╭─ DATA SHOWN
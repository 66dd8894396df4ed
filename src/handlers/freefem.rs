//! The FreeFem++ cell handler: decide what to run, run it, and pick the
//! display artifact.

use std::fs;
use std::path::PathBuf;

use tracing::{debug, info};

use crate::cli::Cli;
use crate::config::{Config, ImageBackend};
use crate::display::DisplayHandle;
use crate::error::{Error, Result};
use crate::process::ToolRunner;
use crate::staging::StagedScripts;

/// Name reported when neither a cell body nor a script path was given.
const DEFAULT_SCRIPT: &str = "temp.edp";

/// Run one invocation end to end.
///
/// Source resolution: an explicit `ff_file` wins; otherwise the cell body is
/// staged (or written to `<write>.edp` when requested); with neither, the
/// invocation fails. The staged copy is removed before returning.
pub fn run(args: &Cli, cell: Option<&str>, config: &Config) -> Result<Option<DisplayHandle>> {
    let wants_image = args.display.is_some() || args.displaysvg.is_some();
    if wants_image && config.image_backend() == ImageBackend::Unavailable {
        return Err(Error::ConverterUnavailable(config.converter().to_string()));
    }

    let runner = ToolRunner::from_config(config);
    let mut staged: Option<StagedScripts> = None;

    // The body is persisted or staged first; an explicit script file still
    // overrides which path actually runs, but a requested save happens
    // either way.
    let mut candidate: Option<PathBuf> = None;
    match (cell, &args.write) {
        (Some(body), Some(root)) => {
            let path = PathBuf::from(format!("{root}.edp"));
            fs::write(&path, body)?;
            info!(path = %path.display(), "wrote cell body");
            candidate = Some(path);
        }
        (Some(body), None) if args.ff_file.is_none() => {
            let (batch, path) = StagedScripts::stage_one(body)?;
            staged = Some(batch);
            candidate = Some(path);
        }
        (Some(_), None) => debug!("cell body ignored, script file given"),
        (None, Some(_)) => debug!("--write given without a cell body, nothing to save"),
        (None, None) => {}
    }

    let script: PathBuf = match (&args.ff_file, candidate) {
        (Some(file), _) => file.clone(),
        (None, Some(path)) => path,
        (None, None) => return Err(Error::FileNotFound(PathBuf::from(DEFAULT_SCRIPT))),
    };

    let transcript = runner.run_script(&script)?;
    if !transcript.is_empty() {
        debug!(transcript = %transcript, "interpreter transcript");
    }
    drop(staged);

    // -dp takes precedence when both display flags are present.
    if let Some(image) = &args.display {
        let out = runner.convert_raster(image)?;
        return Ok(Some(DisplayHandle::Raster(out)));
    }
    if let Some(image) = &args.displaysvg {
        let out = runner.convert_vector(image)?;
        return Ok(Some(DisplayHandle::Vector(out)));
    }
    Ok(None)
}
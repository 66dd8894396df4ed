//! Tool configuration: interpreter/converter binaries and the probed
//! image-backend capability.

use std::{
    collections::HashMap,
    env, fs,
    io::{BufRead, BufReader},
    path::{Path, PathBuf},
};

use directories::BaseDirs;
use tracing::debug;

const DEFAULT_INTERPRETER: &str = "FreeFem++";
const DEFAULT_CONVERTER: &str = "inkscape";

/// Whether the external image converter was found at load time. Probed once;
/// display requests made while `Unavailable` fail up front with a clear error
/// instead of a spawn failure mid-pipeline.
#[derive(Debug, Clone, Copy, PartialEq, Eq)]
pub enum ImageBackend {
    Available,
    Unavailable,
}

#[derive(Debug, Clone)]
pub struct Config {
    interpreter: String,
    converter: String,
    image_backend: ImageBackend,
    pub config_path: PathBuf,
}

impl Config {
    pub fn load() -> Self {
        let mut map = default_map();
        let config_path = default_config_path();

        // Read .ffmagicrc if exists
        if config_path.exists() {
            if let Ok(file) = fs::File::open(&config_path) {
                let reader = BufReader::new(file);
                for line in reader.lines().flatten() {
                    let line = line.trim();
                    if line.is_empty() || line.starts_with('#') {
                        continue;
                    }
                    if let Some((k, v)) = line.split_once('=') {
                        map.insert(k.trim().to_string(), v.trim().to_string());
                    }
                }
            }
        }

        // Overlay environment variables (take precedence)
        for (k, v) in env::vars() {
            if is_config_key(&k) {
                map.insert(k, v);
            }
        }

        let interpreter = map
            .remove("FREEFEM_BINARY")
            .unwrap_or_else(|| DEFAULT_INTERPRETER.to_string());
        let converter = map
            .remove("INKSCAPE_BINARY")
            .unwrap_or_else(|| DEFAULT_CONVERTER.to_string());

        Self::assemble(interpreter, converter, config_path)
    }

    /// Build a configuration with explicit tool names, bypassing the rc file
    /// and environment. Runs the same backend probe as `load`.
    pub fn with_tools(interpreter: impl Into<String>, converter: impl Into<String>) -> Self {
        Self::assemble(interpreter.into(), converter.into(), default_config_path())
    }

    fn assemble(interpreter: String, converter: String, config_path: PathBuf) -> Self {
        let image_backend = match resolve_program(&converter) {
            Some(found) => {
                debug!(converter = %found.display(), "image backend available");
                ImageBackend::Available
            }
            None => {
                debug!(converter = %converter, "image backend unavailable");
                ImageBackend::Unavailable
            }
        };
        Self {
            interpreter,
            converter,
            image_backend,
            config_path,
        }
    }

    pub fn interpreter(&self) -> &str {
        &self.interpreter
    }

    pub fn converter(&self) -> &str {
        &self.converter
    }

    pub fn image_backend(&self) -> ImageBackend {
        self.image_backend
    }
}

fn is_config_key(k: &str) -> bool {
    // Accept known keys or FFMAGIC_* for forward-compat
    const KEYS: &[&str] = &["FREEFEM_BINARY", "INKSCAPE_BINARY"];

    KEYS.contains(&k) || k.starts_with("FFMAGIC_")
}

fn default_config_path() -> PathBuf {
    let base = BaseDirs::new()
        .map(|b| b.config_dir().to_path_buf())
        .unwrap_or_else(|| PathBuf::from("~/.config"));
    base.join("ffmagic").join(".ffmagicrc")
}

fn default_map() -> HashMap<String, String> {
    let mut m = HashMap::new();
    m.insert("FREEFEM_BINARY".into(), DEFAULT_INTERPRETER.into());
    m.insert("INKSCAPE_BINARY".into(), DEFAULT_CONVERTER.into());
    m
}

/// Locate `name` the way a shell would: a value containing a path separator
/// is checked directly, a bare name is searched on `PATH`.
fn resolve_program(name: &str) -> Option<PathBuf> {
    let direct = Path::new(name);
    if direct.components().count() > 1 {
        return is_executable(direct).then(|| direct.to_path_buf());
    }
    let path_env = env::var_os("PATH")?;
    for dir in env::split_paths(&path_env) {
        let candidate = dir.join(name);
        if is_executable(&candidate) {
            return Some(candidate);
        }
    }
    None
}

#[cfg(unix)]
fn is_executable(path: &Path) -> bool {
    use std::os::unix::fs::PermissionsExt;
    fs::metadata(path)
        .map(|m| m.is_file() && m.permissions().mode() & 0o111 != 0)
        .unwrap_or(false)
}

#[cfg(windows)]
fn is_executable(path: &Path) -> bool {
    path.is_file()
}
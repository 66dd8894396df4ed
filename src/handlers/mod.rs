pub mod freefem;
╰─
» WHAT IS NEEDED
Select all lines with the word "Result" from the entries above.

» OUTPUT FOR THIS TASK
use crate::error::{Error, Result};
pub fn run(args: &Cli, cell: Option<&str>, config: &Config) -> Result<Option<DisplayHandle>> {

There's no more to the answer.